[Stored items]
────

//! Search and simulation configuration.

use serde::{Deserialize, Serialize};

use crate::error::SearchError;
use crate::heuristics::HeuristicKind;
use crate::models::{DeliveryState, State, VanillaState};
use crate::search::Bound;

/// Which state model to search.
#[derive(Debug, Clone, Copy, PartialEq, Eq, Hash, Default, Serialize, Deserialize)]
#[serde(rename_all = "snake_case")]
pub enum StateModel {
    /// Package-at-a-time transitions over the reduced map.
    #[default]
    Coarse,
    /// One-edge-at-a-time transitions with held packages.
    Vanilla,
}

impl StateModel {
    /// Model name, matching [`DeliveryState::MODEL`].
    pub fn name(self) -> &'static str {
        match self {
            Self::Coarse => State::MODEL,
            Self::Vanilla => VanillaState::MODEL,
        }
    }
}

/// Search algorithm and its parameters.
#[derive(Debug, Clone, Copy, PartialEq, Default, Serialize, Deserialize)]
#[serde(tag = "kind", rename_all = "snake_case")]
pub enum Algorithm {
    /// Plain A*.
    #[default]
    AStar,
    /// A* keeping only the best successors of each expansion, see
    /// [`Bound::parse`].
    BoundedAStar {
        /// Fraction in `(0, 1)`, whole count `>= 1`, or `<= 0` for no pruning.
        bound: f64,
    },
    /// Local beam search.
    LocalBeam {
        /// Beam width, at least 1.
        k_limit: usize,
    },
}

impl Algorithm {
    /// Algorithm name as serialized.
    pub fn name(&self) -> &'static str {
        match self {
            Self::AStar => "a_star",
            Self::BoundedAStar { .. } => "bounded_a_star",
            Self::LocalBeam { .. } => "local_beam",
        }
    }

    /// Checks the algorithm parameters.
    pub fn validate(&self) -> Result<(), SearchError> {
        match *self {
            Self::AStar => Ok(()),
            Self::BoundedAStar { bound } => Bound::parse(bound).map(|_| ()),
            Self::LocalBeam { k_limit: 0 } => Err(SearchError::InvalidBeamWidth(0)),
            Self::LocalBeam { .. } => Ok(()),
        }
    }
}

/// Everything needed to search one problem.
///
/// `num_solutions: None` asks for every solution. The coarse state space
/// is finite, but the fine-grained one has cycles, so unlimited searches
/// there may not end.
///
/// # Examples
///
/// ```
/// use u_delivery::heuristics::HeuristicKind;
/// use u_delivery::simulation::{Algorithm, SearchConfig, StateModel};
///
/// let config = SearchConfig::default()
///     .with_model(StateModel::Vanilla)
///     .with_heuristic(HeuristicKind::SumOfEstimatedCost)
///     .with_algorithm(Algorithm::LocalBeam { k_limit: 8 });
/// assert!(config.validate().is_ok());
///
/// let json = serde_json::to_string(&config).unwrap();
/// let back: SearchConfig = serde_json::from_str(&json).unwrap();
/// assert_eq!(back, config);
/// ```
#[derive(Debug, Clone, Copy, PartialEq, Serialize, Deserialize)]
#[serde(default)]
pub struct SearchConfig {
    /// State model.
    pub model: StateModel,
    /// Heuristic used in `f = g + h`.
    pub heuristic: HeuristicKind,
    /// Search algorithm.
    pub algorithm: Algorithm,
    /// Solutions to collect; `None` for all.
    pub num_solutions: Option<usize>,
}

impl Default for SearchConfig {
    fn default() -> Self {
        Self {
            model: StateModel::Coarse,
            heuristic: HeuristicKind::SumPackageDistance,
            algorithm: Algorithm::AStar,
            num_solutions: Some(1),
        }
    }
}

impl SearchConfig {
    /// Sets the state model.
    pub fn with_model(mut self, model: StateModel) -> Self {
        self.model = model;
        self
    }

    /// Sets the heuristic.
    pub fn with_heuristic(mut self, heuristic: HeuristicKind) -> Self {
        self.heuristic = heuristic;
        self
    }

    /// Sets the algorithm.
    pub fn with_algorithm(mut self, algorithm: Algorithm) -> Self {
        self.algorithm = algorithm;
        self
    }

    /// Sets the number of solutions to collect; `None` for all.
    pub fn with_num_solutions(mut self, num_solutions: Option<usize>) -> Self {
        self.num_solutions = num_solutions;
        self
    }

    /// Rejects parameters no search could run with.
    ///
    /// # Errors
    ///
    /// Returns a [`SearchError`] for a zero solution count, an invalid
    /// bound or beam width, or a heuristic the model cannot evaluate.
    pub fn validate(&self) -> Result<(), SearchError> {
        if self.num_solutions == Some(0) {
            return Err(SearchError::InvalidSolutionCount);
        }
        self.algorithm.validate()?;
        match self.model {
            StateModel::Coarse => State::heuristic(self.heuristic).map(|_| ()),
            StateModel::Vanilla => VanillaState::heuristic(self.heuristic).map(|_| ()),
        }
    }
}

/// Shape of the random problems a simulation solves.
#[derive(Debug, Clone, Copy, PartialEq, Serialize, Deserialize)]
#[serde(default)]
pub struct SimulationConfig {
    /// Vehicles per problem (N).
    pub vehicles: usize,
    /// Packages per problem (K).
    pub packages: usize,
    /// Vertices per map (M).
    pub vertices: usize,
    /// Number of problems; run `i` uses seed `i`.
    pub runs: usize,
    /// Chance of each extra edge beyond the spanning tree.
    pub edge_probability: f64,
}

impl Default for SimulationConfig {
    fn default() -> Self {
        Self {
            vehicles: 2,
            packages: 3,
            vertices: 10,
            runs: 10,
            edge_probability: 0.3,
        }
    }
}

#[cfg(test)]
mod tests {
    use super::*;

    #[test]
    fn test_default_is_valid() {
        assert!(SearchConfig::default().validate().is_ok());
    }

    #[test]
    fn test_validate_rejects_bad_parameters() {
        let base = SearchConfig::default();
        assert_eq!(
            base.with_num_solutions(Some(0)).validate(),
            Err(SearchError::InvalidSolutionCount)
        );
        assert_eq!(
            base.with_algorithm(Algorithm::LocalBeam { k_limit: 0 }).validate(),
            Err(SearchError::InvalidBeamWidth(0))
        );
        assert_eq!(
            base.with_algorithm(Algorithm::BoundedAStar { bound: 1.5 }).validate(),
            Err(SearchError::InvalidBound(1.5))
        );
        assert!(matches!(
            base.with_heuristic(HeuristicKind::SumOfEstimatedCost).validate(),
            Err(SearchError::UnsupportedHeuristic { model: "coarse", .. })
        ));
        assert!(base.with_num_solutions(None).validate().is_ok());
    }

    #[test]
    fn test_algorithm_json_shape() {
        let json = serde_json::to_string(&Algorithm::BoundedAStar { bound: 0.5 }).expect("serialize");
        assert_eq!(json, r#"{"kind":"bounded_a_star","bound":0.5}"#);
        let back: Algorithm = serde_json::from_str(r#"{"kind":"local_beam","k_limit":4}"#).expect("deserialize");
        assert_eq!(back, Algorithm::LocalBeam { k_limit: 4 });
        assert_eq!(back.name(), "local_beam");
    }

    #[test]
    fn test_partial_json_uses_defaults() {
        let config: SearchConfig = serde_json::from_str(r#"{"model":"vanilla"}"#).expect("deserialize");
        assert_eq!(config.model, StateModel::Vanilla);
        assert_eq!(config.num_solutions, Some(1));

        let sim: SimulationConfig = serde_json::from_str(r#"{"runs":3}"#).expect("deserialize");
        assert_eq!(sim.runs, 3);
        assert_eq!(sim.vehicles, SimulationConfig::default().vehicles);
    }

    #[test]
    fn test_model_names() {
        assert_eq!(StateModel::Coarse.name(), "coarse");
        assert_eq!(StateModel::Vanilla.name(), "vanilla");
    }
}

────

### [The task]
Select the lines from the entries that include the word "parse".

### [Answer space]
    /// [`Bound::parse`].
            Self::BoundedAStar { bound } => Bound::parse(bound).map(|_| ()),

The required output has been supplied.